Provided data |
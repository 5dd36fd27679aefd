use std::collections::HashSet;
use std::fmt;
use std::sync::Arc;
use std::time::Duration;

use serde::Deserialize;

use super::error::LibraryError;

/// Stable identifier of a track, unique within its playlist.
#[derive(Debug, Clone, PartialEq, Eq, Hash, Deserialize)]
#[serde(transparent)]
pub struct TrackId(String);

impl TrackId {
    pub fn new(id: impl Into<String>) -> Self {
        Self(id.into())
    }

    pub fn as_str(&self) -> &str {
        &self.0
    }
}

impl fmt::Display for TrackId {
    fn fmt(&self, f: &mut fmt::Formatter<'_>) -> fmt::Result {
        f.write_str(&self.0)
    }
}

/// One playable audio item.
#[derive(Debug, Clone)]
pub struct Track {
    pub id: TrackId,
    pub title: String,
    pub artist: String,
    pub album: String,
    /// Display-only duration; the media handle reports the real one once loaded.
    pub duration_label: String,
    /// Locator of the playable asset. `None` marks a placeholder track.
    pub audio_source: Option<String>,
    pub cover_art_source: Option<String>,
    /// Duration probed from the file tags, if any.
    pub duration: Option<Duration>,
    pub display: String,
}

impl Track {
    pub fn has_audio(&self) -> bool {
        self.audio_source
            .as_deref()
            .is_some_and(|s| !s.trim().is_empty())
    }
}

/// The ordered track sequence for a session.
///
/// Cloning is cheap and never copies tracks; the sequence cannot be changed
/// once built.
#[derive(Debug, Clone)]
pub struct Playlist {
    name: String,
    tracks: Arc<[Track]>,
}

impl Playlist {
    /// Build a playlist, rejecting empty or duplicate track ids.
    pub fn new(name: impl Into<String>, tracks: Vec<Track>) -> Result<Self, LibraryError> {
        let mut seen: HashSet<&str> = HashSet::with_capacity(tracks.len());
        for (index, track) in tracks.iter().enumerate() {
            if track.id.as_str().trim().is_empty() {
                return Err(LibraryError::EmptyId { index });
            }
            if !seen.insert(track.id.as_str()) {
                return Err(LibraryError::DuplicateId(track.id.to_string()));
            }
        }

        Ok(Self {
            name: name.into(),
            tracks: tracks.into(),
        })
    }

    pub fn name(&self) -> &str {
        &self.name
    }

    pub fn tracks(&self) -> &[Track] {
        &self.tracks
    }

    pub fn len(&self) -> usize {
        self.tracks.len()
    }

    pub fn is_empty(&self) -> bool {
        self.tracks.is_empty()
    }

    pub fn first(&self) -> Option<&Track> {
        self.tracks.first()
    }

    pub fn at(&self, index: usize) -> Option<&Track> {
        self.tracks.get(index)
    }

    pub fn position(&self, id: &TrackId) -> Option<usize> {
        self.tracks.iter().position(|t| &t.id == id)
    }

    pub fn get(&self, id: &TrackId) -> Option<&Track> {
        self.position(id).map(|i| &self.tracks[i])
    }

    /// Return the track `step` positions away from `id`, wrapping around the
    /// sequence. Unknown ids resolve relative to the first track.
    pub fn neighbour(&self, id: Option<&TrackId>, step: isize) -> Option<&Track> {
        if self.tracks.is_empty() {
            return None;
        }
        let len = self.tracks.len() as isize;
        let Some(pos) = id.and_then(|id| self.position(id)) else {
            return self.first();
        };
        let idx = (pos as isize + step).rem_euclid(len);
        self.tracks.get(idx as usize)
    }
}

Work to be completed |
What is needed is the number of lines in the data that hold the word "step", with nothing added.

Response |
3